LOOP Receiving Increasing Amounts of Domestic Oil by Tanker
The Louisiana Offshore Oil Port, the U.S.’s largest point of entry for foreign crude, is receiving an increasing amount of domestic oil shipped by tanker and is taking steps to accept more in the future.
The port began accepting cargoes in August after making modifications to one of its three offshore buoys to allow hook- ups to smaller domestic vessels, said Jeff Singer, a business development representative for LOOP LLC. Most of the shipments, which are about 330,000 barrels each, are Eagle Ford oil coming from Corpus Christi, Texas.
Shipments have risen as more crude produced inland reaches the Gulf Coast and is bought by refiners as a less-expensive alternative to oil imported or produced in the Gulf of Mexico. Plains Marketing’s posted price for Eagle Ford crude in south Texas was $95.75 a barrel yesterday, compared with $105.44 a barrel for Light Louisiana Sweet, a similar oil.
“It’s pretty variable today, sometimes we see two to three shipments a week, sometimes there are a few weeks between shipments,” Singer said yesterday during a tour of the company’s Clovelly, Louisiana, import hub. “So it’s not totally a steady stream, but it’s increasing, and it really has been since we got it online in August.”

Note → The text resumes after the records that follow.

//! Adaptive backpressure for bulk ingestion.
//!
//! Producers generate bulk payloads and hand them to an [`Equalizer`], which forwards them to a
//! [`BulkSink`]. The equalizer keeps a moving window of how long the sink took to process recent
//! payloads. When the sink is slower than the producer, every payload is held back by the
//! difference between the two, so producers settle on the pace the sink can sustain.

use std::collections::VecDeque;
use std::fmt;
use std::future::Future;
use std::sync::Arc;
use std::time::Duration;

use async_trait::async_trait;
use parking_lot::Mutex;
use thiserror::Error;
use tokio::sync::{OwnedSemaphorePermit, Semaphore, oneshot};
use tokio::time::Instant;

/// The number of processing durations the moving average is computed over.
pub const MAX_SAMPLES: usize = 64;

/// A bounded window of recent processing durations.
#[derive(Clone, Debug, Default)]
pub struct RateWindow {
    samples: VecDeque<Duration>,
}

impl RateWindow {
    pub fn new() -> Self {
        Self::default()
    }

    /// Records a processing duration, evicting the oldest one if the window is full.
    pub fn record(&mut self, sample: Duration) {
        if self.samples.len() == MAX_SAMPLES {
            self.samples.pop_front();
        }
        self.samples.push_back(sample);
    }

    pub fn len(&self) -> usize {
        self.samples.len()
    }

    pub fn is_empty(&self) -> bool {
        self.samples.is_empty()
    }

    /// Returns the mean of the recorded durations, or `None` if nothing was recorded yet.
    pub fn average(&self) -> Option<Duration> {
        let total: Duration = self.samples.iter().sum();
        let count = u32::try_from(self.samples.len()).ok().filter(|n| *n > 0)?;
        Some(total / count)
    }

    /// Returns how long to hold back a payload that took `took` to generate.
    pub fn delay_for(&self, took: Duration) -> Duration {
        self.average()
            .map(|average| average.saturating_sub(took))
            .unwrap_or_default()
    }
}

/// The downstream consumer of bulk payloads.
#[async_trait]
pub trait BulkSink: Send + Sync + 'static {
    type Item: Send + 'static;

    async fn send(&self, item: Self::Item) -> anyhow::Result<()>;
}

/// Returned by [`Equalizer::ready`] once the equalizer was closed.
#[derive(Debug, Clone, Copy, PartialEq, Eq, Error)]
#[error("equalizer is closed")]
pub struct EqualizerClosed;

/// Permission to send a single payload through an [`Equalizer`].
///
/// The token is held until the sink has processed the payload.
#[derive(Debug)]
pub struct ReadyToken(OwnedSemaphorePermit);

/// Throttles bulk payloads on their way to a [`BulkSink`].
///
/// At most `size` payloads are in flight at once. Producers first wait for a [`ReadyToken`]
/// and then [`send`](Self::send) a payload together with the time it took to generate it.
pub struct Equalizer<S> {
    sink: Arc<S>,
    size: usize,
    tokens: Arc<Semaphore>,
    window: Arc<Mutex<RateWindow>>,
}

impl<S> Clone for Equalizer<S> {
    fn clone(&self) -> Self {
        Self {
            sink: Arc::clone(&self.sink),
            size: self.size,
            tokens: Arc::clone(&self.tokens),
            window: Arc::clone(&self.window),
        }
    }
}

impl<S: BulkSink> Equalizer<S> {
    /// Starts an equalizer with `size` ready tokens in front of `sink`.
    pub fn listen(sink: S, size: usize) -> Self {
        let size = size.max(1);
        Self {
            sink: Arc::new(sink),
            size,
            tokens: Arc::new(Semaphore::new(size)),
            window: Arc::new(Mutex::new(RateWindow::new())),
        }
    }

    /// Suspends until a payload may be sent.
    pub async fn ready(&self) -> Result<ReadyToken, EqualizerClosed> {
        let permit = Arc::clone(&self.tokens)
            .acquire_owned()
            .await
            .map_err(|_| EqualizerClosed)?;
        Ok(ReadyToken(permit))
    }

    /// Forwards `item` to the sink, holding it back if the sink is slower than the producer.
    ///
    /// `took` is the time it took to generate the payload. The payload is forwarded on its own
    /// task, and the returned future resolves to the sink's result. Failures are not retried.
    pub fn send(
        &self,
        token: ReadyToken,
        item: S::Item,
        took: Duration,
    ) -> impl Future<Output = anyhow::Result<()>> + Send + 'static {
        let (sender, receiver) = oneshot::channel();
        let sink = Arc::clone(&self.sink);
        let window = Arc::clone(&self.window);

        tokio::spawn(async move {
            let delay = window.lock().delay_for(took);
            if !delay.is_zero() {
                metric!(timer("equalizer.delay") = delay);
                tokio::time::sleep(delay).await;
            }

            let started = Instant::now();
            let result = sink.send(item).await;
            window.lock().record(started.elapsed());

            drop(token);
            let _ = sender.send(result);
        });

        async move {
            receiver
                .await
                .unwrap_or_else(|_| Err(anyhow::anyhow!("bulk request was dropped")))
        }
    }

    /// Returns the current moving average of the sink's processing time.
    pub fn average(&self) -> Option<Duration> {
        self.window.lock().average()
    }

    /// Stops handing out ready tokens and waits for all outstanding sends to finish.
    pub async fn close(&self) {
        let size = u32::try_from(self.size).unwrap_or(u32::MAX);
        // Every outstanding send holds a token until the sink is done with it.
        if let Ok(drained) = self.tokens.acquire_many(size).await {
            drained.forget();
        }
        self.tokens.close();
    }
}

impl<S> fmt::Debug for Equalizer<S> {
    fn fmt(&self, f: &mut fmt::Formatter<'_>) -> fmt::Result {
        f.debug_struct("Equalizer")
            .field("size", &self.size)
            .field("available", &self.tokens.available_permits())
            .finish()
    }
}

#[cfg(test)]
mod tests {
    use std::sync::atomic::{AtomicUsize, Ordering};

    use futures::FutureExt;

    use super::*;

    fn ms(millis: u64) -> Duration {
        Duration::from_millis(millis)
    }

    #[test]
    fn test_delay_follows_average() {
        let mut window = RateWindow::new();
        assert_eq!(window.average(), None);
        assert_eq!(window.delay_for(ms(10)), Duration::ZERO);

        // the sink gets slower
        let mut delays = vec![];
        for sample in [20, 40, 60, 80] {
            window.record(ms(sample));
            delays.push(window.delay_for(ms(10)));
        }
        assert_eq!(delays, [ms(10), ms(20), ms(30), ms(40)]);

        // and recovers again
        let mut delays = vec![];
        for _ in 0..4 {
            window.record(ms(0));
            delays.push(window.delay_for(ms(10)));
        }
        assert!(delays.windows(2).all(|pair| pair[0] > pair[1]), "{delays:?}");
        assert_eq!(delays.last(), Some(&ms(15)));

        // producers slower than the sink are never held back
        assert_eq!(window.delay_for(ms(1000)), Duration::ZERO);
    }

    #[test]
    fn test_window_is_bounded() {
        let mut window = RateWindow::new();
        for _ in 0..MAX_SAMPLES {
            window.record(ms(100));
        }
        assert_eq!(window.average(), Some(ms(100)));

        for _ in 0..MAX_SAMPLES * 2 {
            window.record(ms(10));
            assert!(window.len() <= MAX_SAMPLES);
        }
        assert_eq!(window.len(), MAX_SAMPLES);
        // all of the slow samples were evicted
        assert_eq!(window.average(), Some(ms(10)));
    }

    struct SlowSink {
        latency: Duration,
        received: AtomicUsize,
    }

    #[async_trait]
    impl BulkSink for SlowSink {
        type Item = &'static str;

        async fn send(&self, item: Self::Item) -> anyhow::Result<()> {
            tokio::time::sleep(self.latency).await;
            anyhow::ensure!(item != "malformed", "failed to parse bulk payload");
            self.received.fetch_add(1, Ordering::SeqCst);
            Ok(())
        }
    }

    fn sink(latency: Duration) -> SlowSink {
        SlowSink {
            latency,
            received: AtomicUsize::new(0),
        }
    }

    #[tokio::test]
    async fn test_token_pool() {
        tokio::time::pause();
        let equalizer = Equalizer::listen(sink(ms(50)), 2);

        let first = equalizer.ready().await.unwrap();
        let _second = equalizer.ready().await.unwrap();
        assert!(equalizer.ready().now_or_never().is_none());

        let sent = equalizer.send(first, "payload", ms(0));
        sent.await.unwrap();

        // the token is released once the sink is done
        let third = equalizer.ready().now_or_never();
        assert!(matches!(third, Some(Ok(_))));
        assert_eq!(equalizer.average(), Some(ms(50)));
    }

    #[tokio::test]
    async fn test_errors_reach_the_producer() {
        tokio::time::pause();
        let equalizer = Equalizer::listen(sink(ms(5)), 1);

        let token = equalizer.ready().await.unwrap();
        let err = equalizer
            .send(token, "malformed", ms(0))
            .await
            .unwrap_err();
        assert_eq!(err.to_string(), "failed to parse bulk payload");

        // the failed send still gave its token back
        let token = equalizer.ready().await.unwrap();
        equalizer.send(token, "payload", ms(0)).await.unwrap();
    }

    #[tokio::test]
    async fn test_slow_sink_holds_back_payloads() {
        tokio::time::pause();
        let equalizer = Equalizer::listen(sink(ms(100)), 1);

        let token = equalizer.ready().await.unwrap();
        equalizer.send(token, "payload", ms(0)).await.unwrap();

        let started = tokio::time::Instant::now();
        let token = equalizer.ready().await.unwrap();
        equalizer.send(token, "payload", ms(30)).await.unwrap();

        // 70ms of throttling on top of 100ms of processing
        assert_eq!(started.elapsed(), ms(170));
    }

    #[tokio::test]
    async fn test_close_waits_for_outstanding_sends() {
        tokio::time::pause();
        let equalizer = Equalizer::listen(sink(ms(100)), 3);

        let mut pending = vec![];
        for _ in 0..3 {
            let token = equalizer.ready().await.unwrap();
            pending.push(equalizer.send(token, "payload", ms(0)));
        }

        equalizer.close().await;
        assert_eq!(equalizer.sink.received.load(Ordering::SeqCst), 3);
        assert_eq!(equalizer.ready().await.unwrap_err(), EqualizerClosed);

        for sent in pending {
            sent.await.unwrap();
        }
    }
}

Flint Hills Resources LLC, a subsidiary of Koch Industries Inc., opened an export terminal earlier this year near its Corpus Christi refining complex to ship excess Eagle Ford oil it receives but can’t process.
Output from the Eagle Ford shale formation may increase to 468,000 barrels a day by the end of the year, analysts at Simmons and Co. wrote in a July 19 report. The field produced no oil as of April 2008, according to data from the Texas Railroad Commission. Oil production in Texas rose to 2 million barrels a day in August, the highest level since June 1988, Energy Department data show.
LOOP has also received waterborne shipments from St. James, Louisiana, which can receive rail shipments of Bakken oil from North Dakota. St. James terminals don’t have pipeline access to some Louisiana refineries that the LOOP system does, Singer said. LOOP plans to make modifications at its other two offshore buoys so they can also accept domestic cargoes, he said.
The port has eight underground caverns that can store about 58 million barrels of oil and 15 above-ground storage tanks with about 9 million barrels of capacity. LOOP received 901,599 barrels a day of imports in August, according to the Louisiana Department of Natural Resources.
LOOP has direct access to Louisiana refineries and the 1.2 million-barrel-a-day Capline pipeline that moves oil from St. James to Patoka, Illinois. In addition to foreign and domestic cargoes, the port also takes streams of Mars and Thunder Horse crudes from the Gulf of Mexico.